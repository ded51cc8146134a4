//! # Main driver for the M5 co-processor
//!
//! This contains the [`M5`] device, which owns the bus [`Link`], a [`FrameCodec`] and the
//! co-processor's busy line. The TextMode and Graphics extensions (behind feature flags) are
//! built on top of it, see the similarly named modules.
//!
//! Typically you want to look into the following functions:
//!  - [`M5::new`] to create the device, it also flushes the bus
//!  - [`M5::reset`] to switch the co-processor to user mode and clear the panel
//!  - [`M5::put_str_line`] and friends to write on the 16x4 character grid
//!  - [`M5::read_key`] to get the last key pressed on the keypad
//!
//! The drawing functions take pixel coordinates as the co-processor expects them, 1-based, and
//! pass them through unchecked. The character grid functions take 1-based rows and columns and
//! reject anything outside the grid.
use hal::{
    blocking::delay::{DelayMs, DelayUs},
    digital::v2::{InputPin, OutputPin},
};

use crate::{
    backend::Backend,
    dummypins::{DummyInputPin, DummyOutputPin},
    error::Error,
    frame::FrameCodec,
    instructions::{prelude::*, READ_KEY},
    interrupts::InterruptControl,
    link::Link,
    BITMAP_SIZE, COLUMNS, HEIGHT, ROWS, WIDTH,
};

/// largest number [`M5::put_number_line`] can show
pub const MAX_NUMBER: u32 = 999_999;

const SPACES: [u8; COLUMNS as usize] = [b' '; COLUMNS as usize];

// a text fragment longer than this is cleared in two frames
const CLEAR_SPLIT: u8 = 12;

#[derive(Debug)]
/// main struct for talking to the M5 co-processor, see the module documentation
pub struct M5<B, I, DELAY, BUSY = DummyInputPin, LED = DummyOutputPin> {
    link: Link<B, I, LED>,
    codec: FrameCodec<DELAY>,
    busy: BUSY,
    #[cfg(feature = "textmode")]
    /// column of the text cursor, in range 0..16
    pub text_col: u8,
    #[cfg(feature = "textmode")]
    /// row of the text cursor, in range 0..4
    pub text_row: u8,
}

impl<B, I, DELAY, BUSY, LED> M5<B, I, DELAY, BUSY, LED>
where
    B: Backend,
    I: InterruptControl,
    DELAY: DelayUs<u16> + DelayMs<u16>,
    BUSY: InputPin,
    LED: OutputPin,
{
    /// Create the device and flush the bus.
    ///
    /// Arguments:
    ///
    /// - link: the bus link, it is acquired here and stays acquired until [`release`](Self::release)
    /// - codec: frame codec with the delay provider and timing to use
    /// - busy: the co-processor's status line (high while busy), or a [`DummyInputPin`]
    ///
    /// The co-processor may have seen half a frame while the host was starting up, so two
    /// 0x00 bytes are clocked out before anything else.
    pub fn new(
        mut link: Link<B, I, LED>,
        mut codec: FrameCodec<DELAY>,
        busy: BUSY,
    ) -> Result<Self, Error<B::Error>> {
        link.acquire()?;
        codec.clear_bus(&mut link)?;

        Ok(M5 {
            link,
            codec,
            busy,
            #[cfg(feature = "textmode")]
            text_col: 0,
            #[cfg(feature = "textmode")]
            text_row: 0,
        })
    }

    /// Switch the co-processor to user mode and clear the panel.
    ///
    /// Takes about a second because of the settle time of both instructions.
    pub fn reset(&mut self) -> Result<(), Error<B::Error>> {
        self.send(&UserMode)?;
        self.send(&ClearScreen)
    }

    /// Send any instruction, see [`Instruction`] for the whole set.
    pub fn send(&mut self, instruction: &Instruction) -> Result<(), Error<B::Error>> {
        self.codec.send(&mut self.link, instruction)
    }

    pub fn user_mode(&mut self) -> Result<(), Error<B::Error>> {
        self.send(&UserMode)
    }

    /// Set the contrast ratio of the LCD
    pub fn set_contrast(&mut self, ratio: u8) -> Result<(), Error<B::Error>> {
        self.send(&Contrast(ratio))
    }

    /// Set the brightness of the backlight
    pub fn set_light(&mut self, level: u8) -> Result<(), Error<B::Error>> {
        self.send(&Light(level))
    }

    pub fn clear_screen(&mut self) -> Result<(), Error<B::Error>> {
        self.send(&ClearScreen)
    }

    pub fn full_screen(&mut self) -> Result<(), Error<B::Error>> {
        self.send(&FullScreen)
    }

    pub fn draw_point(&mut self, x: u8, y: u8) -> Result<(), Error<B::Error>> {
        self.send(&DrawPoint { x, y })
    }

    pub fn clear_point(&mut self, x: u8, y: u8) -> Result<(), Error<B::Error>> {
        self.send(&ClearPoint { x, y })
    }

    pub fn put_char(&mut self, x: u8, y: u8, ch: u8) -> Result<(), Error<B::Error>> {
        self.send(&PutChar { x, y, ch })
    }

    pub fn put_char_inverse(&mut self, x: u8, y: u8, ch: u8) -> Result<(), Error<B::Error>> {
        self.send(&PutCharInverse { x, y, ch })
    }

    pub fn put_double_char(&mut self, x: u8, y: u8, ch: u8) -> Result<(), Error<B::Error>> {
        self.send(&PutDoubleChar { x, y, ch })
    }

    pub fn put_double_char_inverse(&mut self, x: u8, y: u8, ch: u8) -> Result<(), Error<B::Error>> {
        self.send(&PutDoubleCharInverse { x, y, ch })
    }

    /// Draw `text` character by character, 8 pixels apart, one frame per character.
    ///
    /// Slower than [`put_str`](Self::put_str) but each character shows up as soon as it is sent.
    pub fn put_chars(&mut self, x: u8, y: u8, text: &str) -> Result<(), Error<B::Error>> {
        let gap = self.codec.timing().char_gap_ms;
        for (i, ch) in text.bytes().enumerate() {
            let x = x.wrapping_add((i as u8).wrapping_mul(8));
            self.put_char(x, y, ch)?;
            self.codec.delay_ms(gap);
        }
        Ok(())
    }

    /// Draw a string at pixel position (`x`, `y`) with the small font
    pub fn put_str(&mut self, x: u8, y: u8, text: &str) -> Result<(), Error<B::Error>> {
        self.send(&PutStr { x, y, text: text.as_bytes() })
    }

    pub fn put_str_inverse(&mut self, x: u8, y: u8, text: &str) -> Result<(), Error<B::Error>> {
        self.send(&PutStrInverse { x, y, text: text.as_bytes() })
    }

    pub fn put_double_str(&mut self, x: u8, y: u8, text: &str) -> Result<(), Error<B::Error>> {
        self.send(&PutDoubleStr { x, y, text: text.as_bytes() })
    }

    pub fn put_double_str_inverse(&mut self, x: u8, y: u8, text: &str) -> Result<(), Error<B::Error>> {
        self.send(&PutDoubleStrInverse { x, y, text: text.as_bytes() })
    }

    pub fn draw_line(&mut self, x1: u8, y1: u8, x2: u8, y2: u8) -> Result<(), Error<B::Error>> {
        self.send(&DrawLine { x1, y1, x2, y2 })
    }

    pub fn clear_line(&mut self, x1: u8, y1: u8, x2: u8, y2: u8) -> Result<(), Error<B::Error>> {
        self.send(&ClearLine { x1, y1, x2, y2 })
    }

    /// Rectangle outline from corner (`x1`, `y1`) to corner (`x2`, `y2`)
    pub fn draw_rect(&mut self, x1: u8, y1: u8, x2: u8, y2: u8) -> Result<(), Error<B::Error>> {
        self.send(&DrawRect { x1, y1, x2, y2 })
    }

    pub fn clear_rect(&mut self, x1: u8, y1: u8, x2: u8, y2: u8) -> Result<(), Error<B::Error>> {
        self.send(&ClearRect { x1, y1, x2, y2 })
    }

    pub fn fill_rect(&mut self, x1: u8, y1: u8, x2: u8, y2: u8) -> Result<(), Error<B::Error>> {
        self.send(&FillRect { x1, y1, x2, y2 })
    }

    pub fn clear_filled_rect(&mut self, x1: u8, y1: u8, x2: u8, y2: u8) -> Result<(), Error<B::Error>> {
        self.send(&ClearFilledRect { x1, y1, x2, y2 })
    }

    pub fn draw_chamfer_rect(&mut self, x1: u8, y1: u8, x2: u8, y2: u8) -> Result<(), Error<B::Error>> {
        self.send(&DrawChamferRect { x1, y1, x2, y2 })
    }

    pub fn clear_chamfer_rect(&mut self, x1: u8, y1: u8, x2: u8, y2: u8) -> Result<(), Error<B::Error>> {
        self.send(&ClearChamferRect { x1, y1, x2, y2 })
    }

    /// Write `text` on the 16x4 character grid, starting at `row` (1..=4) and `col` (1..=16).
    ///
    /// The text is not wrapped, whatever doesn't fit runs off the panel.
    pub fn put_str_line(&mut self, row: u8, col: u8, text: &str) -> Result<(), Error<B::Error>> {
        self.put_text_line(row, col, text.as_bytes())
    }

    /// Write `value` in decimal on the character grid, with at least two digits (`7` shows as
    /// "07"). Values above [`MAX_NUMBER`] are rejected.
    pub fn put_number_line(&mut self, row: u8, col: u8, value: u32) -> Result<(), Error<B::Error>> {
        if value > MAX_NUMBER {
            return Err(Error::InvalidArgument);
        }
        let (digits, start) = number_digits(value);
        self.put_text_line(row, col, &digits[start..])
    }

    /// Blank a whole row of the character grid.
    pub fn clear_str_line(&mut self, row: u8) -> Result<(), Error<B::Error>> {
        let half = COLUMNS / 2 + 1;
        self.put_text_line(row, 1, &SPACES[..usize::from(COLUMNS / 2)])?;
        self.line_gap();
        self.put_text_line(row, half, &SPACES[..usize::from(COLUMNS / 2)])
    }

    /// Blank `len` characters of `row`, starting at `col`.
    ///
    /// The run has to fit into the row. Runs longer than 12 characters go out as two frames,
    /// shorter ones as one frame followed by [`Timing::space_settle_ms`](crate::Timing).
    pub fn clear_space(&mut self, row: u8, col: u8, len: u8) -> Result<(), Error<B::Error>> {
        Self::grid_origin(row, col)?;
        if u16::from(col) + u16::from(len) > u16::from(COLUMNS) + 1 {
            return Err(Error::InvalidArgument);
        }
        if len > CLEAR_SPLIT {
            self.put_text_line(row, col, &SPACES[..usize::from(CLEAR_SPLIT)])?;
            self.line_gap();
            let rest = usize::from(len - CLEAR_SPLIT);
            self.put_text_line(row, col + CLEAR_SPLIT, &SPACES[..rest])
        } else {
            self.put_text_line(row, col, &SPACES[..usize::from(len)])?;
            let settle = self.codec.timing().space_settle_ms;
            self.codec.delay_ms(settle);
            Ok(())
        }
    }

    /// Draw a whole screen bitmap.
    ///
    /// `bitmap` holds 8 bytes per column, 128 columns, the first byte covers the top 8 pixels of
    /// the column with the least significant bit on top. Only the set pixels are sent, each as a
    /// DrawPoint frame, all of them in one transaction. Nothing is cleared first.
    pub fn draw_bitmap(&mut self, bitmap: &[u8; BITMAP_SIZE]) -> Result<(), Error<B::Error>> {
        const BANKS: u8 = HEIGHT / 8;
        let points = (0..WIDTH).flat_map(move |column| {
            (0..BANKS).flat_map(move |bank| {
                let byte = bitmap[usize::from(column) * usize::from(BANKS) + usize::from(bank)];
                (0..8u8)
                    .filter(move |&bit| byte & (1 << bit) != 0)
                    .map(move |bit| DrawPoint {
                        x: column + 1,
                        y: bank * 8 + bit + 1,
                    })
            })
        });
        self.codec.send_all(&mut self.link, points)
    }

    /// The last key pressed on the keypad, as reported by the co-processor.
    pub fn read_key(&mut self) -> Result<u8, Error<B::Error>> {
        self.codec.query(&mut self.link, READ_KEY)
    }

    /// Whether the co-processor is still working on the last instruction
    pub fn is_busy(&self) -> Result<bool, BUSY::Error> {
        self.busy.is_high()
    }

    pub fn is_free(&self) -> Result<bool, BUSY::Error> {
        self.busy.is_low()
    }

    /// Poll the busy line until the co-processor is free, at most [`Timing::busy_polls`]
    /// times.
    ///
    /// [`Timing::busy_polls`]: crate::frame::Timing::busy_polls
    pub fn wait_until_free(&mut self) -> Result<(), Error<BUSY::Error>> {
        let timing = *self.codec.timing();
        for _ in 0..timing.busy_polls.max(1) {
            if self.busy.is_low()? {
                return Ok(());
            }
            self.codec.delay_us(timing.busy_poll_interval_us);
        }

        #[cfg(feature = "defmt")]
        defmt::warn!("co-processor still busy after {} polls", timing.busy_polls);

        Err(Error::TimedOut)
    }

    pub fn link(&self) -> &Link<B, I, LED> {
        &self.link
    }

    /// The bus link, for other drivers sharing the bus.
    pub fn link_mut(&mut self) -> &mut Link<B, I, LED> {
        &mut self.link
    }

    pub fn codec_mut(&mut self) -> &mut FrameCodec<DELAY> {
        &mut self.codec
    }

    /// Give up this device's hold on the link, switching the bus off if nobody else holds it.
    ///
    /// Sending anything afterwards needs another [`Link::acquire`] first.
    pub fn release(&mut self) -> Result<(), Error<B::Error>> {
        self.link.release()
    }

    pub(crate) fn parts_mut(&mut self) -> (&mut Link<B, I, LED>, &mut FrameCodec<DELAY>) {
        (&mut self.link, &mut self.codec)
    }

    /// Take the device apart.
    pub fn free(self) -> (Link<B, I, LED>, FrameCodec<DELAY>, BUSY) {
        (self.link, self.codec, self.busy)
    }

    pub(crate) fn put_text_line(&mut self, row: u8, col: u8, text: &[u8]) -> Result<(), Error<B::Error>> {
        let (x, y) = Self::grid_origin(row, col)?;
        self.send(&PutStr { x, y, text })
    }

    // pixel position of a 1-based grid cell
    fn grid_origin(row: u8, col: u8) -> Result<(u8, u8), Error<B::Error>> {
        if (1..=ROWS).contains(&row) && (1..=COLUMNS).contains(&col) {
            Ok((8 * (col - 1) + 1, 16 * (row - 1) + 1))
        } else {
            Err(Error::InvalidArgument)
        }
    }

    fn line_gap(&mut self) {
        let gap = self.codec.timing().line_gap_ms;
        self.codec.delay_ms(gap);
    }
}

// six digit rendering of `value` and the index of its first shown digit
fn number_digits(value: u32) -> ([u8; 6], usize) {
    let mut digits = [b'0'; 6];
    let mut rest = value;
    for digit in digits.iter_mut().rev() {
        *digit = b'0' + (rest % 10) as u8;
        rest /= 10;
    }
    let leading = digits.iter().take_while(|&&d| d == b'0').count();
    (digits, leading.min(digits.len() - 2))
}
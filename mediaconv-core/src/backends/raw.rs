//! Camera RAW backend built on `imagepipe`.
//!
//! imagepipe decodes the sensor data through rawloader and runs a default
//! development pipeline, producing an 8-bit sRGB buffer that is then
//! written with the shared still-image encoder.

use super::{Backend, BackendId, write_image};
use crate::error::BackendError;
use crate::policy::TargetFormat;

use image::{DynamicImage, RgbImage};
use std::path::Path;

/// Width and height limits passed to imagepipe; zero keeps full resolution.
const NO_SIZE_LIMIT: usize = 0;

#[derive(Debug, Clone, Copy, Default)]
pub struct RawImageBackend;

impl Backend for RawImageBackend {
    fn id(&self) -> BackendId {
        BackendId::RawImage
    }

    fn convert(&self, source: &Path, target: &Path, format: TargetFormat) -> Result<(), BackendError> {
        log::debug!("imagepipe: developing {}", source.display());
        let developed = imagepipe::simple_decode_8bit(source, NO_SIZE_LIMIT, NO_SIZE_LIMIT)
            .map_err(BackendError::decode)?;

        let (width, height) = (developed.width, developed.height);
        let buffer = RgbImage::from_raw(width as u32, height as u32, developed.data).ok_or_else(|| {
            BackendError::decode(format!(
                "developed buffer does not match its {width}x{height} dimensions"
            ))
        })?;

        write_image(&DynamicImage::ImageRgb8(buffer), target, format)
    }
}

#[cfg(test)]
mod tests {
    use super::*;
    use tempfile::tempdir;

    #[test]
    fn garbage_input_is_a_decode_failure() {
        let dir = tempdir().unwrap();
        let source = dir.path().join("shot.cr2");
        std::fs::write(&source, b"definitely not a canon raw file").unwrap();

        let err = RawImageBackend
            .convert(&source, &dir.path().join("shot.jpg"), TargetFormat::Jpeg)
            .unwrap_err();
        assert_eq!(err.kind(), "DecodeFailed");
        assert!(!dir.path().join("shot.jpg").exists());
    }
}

• _Task prompt_
Using the records above, copy every line that has the word "super" in it.

• _Exercise output_
use super::{Backend, BackendId, write_image};
    use super::*;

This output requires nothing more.